Este colapso económico es inseparable de un modelo de gobierno que ha privilegiado el maquillaje mediático sobre la gestión real. El presidente de la República se ha convertido en un experto en discursos diseñados para calmar las críticas, pero desconectados de la realidad. Día tras día, el país escucha promesas y cifras maquilladas que pretenden proyectar una nación en progreso, cuando en realidad la población enfrenta inflación en productos básicos, pérdida de empleos de calidad, estancamiento salarial y una deuda pública que crece sin control. Los ciudadanos no solo perciben el deterioro; lo viven en calles rotas, apagones constantes, miedo a la delincuencia y un transporte público insuficiente. La verdad es evidente: el presidente miente al país constantemente y sus palabras ya no convencen a una ciudadanía que enfrenta cada día las consecuencias de una administración incapaz de transformar la nación.
Leonel Fernández ha sido tajante en su diagnóstico: el actual gobierno representa “el gran fracaso de la política”. Sus declaraciones no son simples ataques opositores, sino una radiografía que coincide con la percepción ciudadana. “El país ha retrocedido al siglo XIX”, afirmó en uno de sus más recientes discursos, denunciando el uso abusivo de recursos públicos para manipular elecciones y la falta de planificación estratégica para impulsar el desarrollo.
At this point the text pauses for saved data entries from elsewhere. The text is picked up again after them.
//! Internal events for metrics emission.
//!
//! Each event struct represents a measurable occurrence in the ingestion
//! loop. Events implement the `InternalEvent` trait which records the
//! corresponding Prometheus metric.

use metrics::{counter, histogram};
use std::time::Duration;
use tracing::trace;

/// Trait for internal events that can be emitted as metrics.
pub trait InternalEvent {
    /// Emit this event as a metric.
    fn emit(self);
}

/// Event emitted when events are received from the feed.
pub struct EventsReceived {
    pub count: u64,
}

impl InternalEvent for EventsReceived {
    fn emit(self) {
        trace!(count = self.count, "Events received");
        counter!("gale_events_received_total").increment(self.count);
    }
}

/// Event emitted when a batch finishes collecting.
pub struct BatchCollected {
    pub size: usize,
}

impl InternalEvent for BatchCollected {
    fn emit(self) {
        trace!(size = self.size, "Batch collected");
        counter!("gale_batches_collected_total").increment(1);
        histogram!("gale_batch_size").record(self.size as f64);
    }
}

/// Event emitted when a chunk is durably written to the store.
pub struct ChunkExported {
    pub bytes: u64,
    pub records: u64,
}

impl InternalEvent for ChunkExported {
    fn emit(self) {
        trace!(bytes = self.bytes, records = self.records, "Chunk exported");
        counter!("gale_chunks_exported_total").increment(1);
        counter!("gale_chunk_bytes_total").increment(self.bytes);
        counter!("gale_chunk_records_total").increment(self.records);
    }
}

/// Event emitted with the wall time of one export.
pub struct ChunkExportDuration {
    pub duration: Duration,
}

impl InternalEvent for ChunkExportDuration {
    fn emit(self) {
        histogram!("gale_chunk_export_duration_seconds").record(self.duration.as_secs_f64());
    }
}

/// How an ingestion cycle ended.
#[derive(Debug, Clone, Copy)]
pub enum CycleStatus {
    Exported,
    Drained,
    Cancelled,
}

impl CycleStatus {
    fn as_str(&self) -> &'static str {
        match self {
            CycleStatus::Exported => "exported",
            CycleStatus::Drained => "drained",
            CycleStatus::Cancelled => "cancelled",
        }
    }
}

/// Event emitted when an ingestion cycle completes.
pub struct CycleCompleted {
    pub status: CycleStatus,
}

impl InternalEvent for CycleCompleted {
    fn emit(self) {
        trace!(status = self.status.as_str(), "Cycle completed");
        counter!("gale_cycles_total", "status" => self.status.as_str()).increment(1);
    }
}

/// Storage operation type.
#[derive(Debug, Clone, Copy)]
pub enum StorageOperation {
    List,
    Get,
    Put,
}

impl StorageOperation {
    fn as_str(&self) -> &'static str {
        match self {
            StorageOperation::List => "list",
            StorageOperation::Get => "get",
            StorageOperation::Put => "put",
        }
    }
}

/// Status of a storage request.
#[derive(Debug, Clone, Copy)]
pub enum RequestStatus {
    Success,
    Error,
}

impl RequestStatus {
    pub fn from_result(ok: bool) -> Self {
        if ok {
            RequestStatus::Success
        } else {
            RequestStatus::Error
        }
    }

    fn as_str(&self) -> &'static str {
        match self {
            RequestStatus::Success => "success",
            RequestStatus::Error => "error",
        }
    }
}

/// Event emitted for each storage request.
pub struct StorageRequest {
    pub operation: StorageOperation,
    pub status: RequestStatus,
}

impl InternalEvent for StorageRequest {
    fn emit(self) {
        counter!(
            "gale_storage_requests_total",
            "operation" => self.operation.as_str(),
            "status" => self.status.as_str()
        )
        .increment(1);
    }
}

/// Event emitted with the duration of a storage request.
pub struct StorageRequestDuration {
    pub operation: StorageOperation,
    pub duration: Duration,
}

impl InternalEvent for StorageRequestDuration {
    fn emit(self) {
        histogram!(
            "gale_storage_request_duration_seconds",
            "operation" => self.operation.as_str()
        )
        .record(self.duration.as_secs_f64());
    }
}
Estas afirmaciones encuentran eco en calles abarrotadas, hospitales sin insumos, centros educativos deteriorados y comunidades enteras que claman por atención. La República Dominicana está, efectivamente, en colapso nacional, y el primer paso para revertirlo es reconocerlo. Negar la crisis solo profundiza el dolor social y extiende la agonía económica de millones de familias.
En este contexto, el país necesita líderes que digan la verdad y tracen planes reales, no simples campañas publicitarias. El colapso no es solo una percepción política; es una realidad que los ciudadanos experimentan a diario. Recuperar la confianza requerirá una reestructuración total del sistema eléctrico, inversión en infraestructura vial y transporte masivo, fortalecimiento de la seguridad ciudadana, incentivos para diversificar la inversión extranjera, y políticas económicas que generen empleo real. Sin estas acciones, el futuro de la República Dominicana estará marcado por el estancamiento, el éxodo de profesionales y el crecimiento del descontento popular. Las advertencias están sobre la mesa; la historia juzgará a quienes tuvieron la oportunidad de actuar y eligieron maquillar la verdad.